Letter: Out of sight, out of mind


letters_flatTo the editor,

Instead of listing the death toll of our soldiers in Iraq and Afghanistan, why not make a weekly section for these men and women who daily make the ultimate sacrifices for the freedom we have.

It breaks my heart to read daily the hardships these heroes endure on their return home. Each one has a story to tell. In allowing them to do this or reading a comrade’s story, it would tell them they are not forgotten or alone. A life might be saved.

One such story I read is about Mike Monsoor.

Mike Monsoor was awarded the Congressional Medal of Honor for giving his life as he jumped on and covered his body over a live hand grenade, saving the lives of a group of Navy Seals passing by.

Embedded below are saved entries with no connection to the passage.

use crate::condition::{ReactionCondition, T37};
use crate::tables::{
    INTERNAL_NN, TERMINAL_NN, DANGLING_NN, INITIATION, TERMINAL_AT,
    INTERNAL_LOOP_DG37, BULGE_LOOP_DG37, ThermParam,
};
use crate::{Base, Neighbour, TerminalNeighbour};

/// Gas constant in cal/(mol K).
pub const GAS_CONSTANT: f64 = 1.987;

/// Jacobson-Stockmayer coefficient for logarithmic loop extrapolation.
const LOOP_EXTENSION: f64 = 2.44;

/// The unified SantaLucia nearest neighbor model.
///
/// All free energies are returned in cal/mol, evaluated at the reaction
/// temperature as dG = dH * 1000 - T * dS. Loop penalties are treated
/// as purely entropic, so they scale linearly with the absolute
/// temperature relative to the tabulated 37 C values.
#[derive(Clone, Copy, Debug)]
pub struct SantaLucia {
    condition: ReactionCondition,
}

impl SantaLucia {
    pub fn new(condition: ReactionCondition) -> Self {
        SantaLucia { condition }
    }

    pub fn condition(&self) -> ReactionCondition {
        self.condition
    }

    fn del_g(&self, param: ThermParam) -> f64 {
        param.delta_h * 1000.0
            - self.condition.absolute_temperature() * param.delta_s
    }

    /// Stacking free energy of an internal window: canonical matches
    /// and internal mismatches come from the same table. Windows with
    /// no published parameters (double mismatches) contribute nothing.
    pub fn delg_internal(&self, nn: Neighbour) -> f64 {
        self.del_g(INTERNAL_NN[nn.index()].unwrap_or(ThermParam::ZERO))
    }

    /// Free energy of a terminal mismatch window at a duplex end.
    pub fn delg_terminal(&self, nn: TerminalNeighbour) -> f64 {
        self.del_g(TERMINAL_NN[nn.index()].unwrap_or(ThermParam::ZERO))
    }

    /// Free energy of a dangling end window ('.' on the missing side).
    pub fn delg_dangling(&self, nn: TerminalNeighbour) -> f64 {
        self.del_g(DANGLING_NN[nn.index()].unwrap_or(ThermParam::ZERO))
    }

    /// Duplex initiation penalty for one end, keyed by the terminal
    /// pair: G/C ends use init_GC, A/T ends use init_AT.
    pub fn init_delg(&self, base: Base) -> f64 {
        let param = if base.is_gc() {
            INITIATION.init_gc
        } else {
            INITIATION.init_at
        };
        self.del_g(param)
    }

    /// Penalty for an A-T pair closing a helix end.
    pub fn terminal_at_delg(&self) -> f64 {
        self.del_g(TERMINAL_AT)
    }

    /// Look up a loop table value for total size `n`, extrapolating
    /// logarithmically from the largest tabulated size at or below `n`.
    /// Returns kcal/mol at 37 C.
    fn loop_dg37(table: &[(usize, f64)], n: usize) -> f64 {
        debug_assert!(n >= table[0].0, "loop size {} below table range", n);
        match table.binary_search_by_key(&n, |&(size, _)| size) {
            Ok(i) => table[i].1,
            Err(i) => {
                let (base_n, base_g) = table[i - 1];
                base_g
                    + LOOP_EXTENSION * (GAS_CONSTANT / 1000.0) * T37
                        * (n as f64 / base_n as f64).ln()
            }
        }
    }

    /// Rescale an entropic 37 C penalty (kcal/mol) to the reaction
    /// temperature, in cal/mol.
    fn scale_loop(&self, dg37_kcal: f64) -> f64 {
        dg37_kcal * 1000.0 * self.condition.absolute_temperature() / T37
    }

    /// Free energy of an internal loop with `top_len` unpaired bases on
    /// the top strand and `bottom_len` on the bottom strand. The size
    /// penalty depends on the total loop size; asymmetric loops pay an
    /// extra 0.3 kcal/mol per unit of asymmetry, capped at 3.0.
    pub fn internal_loop_score(&self, top_len: usize, bottom_len: usize) -> f64 {
        debug_assert!(top_len >= 1 && bottom_len >= 1);
        let n = top_len + bottom_len;
        let asymmetry = (0.3 * top_len.abs_diff(bottom_len) as f64).min(3.0);
        self.scale_loop(Self::loop_dg37(INTERNAL_LOOP_DG37, n) + asymmetry)
    }

    /// Free energy of a bulge loop of the given length. The size-1
    /// entry is the bare bulge penalty; the flanking stack and A-T
    /// closing terms are added by [size_1_bulge].
    ///
    /// [size_1_bulge]: SantaLucia::size_1_bulge
    pub fn bulge_score(&self, len: usize) -> f64 {
        debug_assert!(len >= 1);
        self.scale_loop(Self::loop_dg37(BULGE_LOOP_DG37, len))
    }

    /// Full free energy of a single-base bulge: the intervening stack
    /// of the flanking pairs, the size-1 bulge penalty, and the A-T
    /// closing penalty when either flanking pair is A-T.
    pub fn size_1_bulge(&self, flanking: Neighbour) -> f64 {
        let at = if flanking.has_at_pair() {
            self.terminal_at_delg()
        } else {
            0.0
        };
        self.delg_internal(flanking) + self.bulge_score(1) + at
    }
}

During the funeral, the six pallbearers removed the rosewood casket from the hearse. On each side were family members, friends and fellow sailors.

What the group didn’t know at the time was that every Navy Seal, 45 to be exact, that Mike Monsoor had saved were waiting for his arrival. As the pallbearers carried the casket to the grave site, each of the 45 soldiers removed a Gold Trident Pin from their uniform, embedding it forever into the top of the wooden casket, with on solid smack. Following the pinning, each soldier gave Mike Monsoor one final salute.

A Gold Trident Pin is given to each Navy Seal upon successful completion of the 18 weeks of qualification training. With this pin, they are now officially Navy Seals.

It was said that each of the 45 slaps could be heard across the cemetery. This was a fitting end to an eternal send off for a warrior hero.